## [REQUIRED ACTION]
From the listing below, pull out all lines with "expected" in them.

- - - - - - -

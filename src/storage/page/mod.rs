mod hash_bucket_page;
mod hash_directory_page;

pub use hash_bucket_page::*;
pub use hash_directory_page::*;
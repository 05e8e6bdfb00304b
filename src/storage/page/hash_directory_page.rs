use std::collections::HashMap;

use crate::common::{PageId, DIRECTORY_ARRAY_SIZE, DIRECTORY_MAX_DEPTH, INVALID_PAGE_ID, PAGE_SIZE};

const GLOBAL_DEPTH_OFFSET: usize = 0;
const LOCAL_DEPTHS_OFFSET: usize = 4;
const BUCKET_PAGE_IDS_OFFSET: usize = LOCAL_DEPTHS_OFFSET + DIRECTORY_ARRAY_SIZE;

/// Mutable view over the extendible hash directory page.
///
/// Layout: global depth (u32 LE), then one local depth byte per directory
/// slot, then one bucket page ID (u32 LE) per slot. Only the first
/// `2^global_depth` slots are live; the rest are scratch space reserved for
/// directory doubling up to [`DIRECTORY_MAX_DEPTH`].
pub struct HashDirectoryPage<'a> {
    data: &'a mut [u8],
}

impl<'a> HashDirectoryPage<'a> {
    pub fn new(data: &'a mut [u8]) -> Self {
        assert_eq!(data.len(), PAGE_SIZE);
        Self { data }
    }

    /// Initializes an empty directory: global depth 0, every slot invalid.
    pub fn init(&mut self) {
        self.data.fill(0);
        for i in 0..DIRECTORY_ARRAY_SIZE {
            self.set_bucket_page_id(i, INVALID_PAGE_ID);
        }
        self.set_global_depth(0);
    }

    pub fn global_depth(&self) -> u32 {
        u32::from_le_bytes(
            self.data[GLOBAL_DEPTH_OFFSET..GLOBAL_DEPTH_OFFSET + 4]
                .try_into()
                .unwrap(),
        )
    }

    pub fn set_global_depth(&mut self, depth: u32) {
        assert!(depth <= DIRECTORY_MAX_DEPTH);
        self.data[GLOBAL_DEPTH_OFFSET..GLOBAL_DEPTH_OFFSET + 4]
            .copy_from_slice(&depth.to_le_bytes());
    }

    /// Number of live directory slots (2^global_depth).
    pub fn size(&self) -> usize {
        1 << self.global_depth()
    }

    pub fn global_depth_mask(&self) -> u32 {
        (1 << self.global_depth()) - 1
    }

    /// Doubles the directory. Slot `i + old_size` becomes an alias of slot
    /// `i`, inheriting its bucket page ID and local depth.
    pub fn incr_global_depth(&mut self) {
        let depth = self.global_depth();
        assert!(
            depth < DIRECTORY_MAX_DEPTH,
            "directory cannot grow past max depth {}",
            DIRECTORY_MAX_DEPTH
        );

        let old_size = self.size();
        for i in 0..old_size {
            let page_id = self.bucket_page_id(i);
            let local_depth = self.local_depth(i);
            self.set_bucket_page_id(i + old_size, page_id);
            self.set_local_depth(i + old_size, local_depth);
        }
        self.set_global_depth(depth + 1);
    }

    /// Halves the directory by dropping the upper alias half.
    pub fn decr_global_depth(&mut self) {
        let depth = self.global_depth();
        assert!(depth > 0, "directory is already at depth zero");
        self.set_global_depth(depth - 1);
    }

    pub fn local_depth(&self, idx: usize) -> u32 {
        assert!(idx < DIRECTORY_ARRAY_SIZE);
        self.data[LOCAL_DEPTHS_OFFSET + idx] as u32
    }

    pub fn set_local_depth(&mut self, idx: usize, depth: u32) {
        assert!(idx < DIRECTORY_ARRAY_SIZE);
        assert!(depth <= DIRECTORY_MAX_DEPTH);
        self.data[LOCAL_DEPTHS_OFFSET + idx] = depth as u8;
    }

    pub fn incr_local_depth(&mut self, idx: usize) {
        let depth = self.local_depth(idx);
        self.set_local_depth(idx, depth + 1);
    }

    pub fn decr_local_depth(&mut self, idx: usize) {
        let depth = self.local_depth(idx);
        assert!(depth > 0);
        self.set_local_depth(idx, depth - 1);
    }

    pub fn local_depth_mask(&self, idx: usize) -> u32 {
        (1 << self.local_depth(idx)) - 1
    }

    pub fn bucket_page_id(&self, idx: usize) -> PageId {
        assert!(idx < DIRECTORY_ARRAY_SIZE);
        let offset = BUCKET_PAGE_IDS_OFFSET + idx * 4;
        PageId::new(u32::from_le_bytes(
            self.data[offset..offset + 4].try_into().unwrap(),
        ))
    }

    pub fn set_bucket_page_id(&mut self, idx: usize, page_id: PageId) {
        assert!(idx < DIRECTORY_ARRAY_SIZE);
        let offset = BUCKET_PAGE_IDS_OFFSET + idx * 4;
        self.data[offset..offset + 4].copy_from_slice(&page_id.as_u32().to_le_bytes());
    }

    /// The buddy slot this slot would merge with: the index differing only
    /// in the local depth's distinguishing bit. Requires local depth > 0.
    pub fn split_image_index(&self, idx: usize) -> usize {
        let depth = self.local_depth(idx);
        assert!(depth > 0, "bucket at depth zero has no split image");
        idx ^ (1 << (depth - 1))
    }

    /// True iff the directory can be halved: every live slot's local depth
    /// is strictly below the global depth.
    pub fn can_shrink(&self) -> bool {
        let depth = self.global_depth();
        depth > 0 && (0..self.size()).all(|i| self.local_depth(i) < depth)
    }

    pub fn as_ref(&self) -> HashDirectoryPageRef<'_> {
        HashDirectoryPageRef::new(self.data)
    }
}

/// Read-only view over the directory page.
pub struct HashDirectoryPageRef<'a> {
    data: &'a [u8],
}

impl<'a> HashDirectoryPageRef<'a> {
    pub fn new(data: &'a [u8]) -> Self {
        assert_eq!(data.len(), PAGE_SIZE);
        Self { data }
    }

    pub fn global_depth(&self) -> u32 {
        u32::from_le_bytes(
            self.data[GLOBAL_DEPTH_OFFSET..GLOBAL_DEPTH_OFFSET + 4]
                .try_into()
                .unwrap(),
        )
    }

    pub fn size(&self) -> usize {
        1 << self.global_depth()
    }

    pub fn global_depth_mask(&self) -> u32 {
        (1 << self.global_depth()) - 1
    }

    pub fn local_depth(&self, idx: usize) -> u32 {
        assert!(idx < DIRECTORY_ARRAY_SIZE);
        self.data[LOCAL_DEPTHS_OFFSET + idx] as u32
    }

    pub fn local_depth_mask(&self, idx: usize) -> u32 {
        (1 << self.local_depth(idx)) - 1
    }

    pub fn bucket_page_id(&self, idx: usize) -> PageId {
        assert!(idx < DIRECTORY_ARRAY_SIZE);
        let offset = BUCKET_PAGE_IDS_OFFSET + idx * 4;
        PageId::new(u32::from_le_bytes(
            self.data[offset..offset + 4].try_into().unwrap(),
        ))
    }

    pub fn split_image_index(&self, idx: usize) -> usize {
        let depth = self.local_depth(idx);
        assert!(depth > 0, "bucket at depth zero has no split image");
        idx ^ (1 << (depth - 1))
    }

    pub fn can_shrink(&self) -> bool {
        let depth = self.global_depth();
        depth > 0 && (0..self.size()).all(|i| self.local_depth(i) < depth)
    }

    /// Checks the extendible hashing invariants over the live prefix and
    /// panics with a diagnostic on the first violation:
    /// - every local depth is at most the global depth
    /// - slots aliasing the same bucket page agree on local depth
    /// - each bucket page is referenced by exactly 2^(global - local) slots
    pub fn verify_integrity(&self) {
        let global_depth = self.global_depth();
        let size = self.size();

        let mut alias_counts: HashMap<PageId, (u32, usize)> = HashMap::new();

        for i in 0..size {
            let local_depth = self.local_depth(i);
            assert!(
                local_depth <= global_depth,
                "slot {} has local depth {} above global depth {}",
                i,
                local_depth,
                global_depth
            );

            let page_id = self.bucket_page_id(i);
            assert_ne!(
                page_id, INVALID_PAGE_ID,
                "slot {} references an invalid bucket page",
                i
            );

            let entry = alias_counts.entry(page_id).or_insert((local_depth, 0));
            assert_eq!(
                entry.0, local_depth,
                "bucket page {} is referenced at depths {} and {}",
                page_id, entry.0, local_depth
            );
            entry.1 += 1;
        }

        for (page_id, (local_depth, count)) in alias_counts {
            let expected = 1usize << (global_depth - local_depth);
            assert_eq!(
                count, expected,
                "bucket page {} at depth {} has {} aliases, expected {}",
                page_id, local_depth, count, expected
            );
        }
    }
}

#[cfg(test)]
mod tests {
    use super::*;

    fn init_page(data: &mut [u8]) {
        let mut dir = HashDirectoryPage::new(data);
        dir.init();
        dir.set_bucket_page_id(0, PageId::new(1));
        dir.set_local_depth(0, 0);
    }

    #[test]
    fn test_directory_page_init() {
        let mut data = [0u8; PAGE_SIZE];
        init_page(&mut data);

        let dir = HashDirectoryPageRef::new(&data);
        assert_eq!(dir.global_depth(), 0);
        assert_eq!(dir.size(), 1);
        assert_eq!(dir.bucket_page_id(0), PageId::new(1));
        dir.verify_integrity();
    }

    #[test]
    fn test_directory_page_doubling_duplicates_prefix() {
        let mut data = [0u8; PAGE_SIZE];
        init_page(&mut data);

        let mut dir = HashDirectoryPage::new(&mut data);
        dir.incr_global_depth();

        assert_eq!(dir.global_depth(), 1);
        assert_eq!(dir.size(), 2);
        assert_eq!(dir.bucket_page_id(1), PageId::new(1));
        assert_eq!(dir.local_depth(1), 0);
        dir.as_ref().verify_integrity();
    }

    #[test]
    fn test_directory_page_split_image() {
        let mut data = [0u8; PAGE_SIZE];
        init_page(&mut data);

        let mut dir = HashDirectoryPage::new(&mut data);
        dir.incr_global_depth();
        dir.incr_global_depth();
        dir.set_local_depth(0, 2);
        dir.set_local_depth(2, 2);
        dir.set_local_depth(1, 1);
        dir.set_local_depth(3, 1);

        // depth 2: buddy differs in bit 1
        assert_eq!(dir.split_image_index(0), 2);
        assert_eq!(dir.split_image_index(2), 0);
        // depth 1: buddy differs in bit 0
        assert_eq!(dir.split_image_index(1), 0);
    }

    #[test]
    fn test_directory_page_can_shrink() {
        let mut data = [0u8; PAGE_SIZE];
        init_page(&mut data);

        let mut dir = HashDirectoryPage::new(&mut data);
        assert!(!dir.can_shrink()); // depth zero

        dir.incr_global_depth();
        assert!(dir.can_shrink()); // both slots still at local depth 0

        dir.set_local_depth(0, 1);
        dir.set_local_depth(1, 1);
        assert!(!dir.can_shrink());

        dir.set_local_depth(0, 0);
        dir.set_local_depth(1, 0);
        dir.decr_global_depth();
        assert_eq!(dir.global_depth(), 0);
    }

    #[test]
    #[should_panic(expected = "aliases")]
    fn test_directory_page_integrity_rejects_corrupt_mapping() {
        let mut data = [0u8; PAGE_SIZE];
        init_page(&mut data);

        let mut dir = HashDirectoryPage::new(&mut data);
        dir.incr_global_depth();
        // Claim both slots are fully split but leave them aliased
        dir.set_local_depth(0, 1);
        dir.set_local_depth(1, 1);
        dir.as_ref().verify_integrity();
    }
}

- - - - - - -

## [EXERCISE RESULT]
            let expected = 1usize << (global_depth - local_depth);
                count, expected,
                "bucket page {} at depth {} has {} aliases, expected {}",
                page_id, local_depth, count, expected
    #[should_panic(expected = "aliases")]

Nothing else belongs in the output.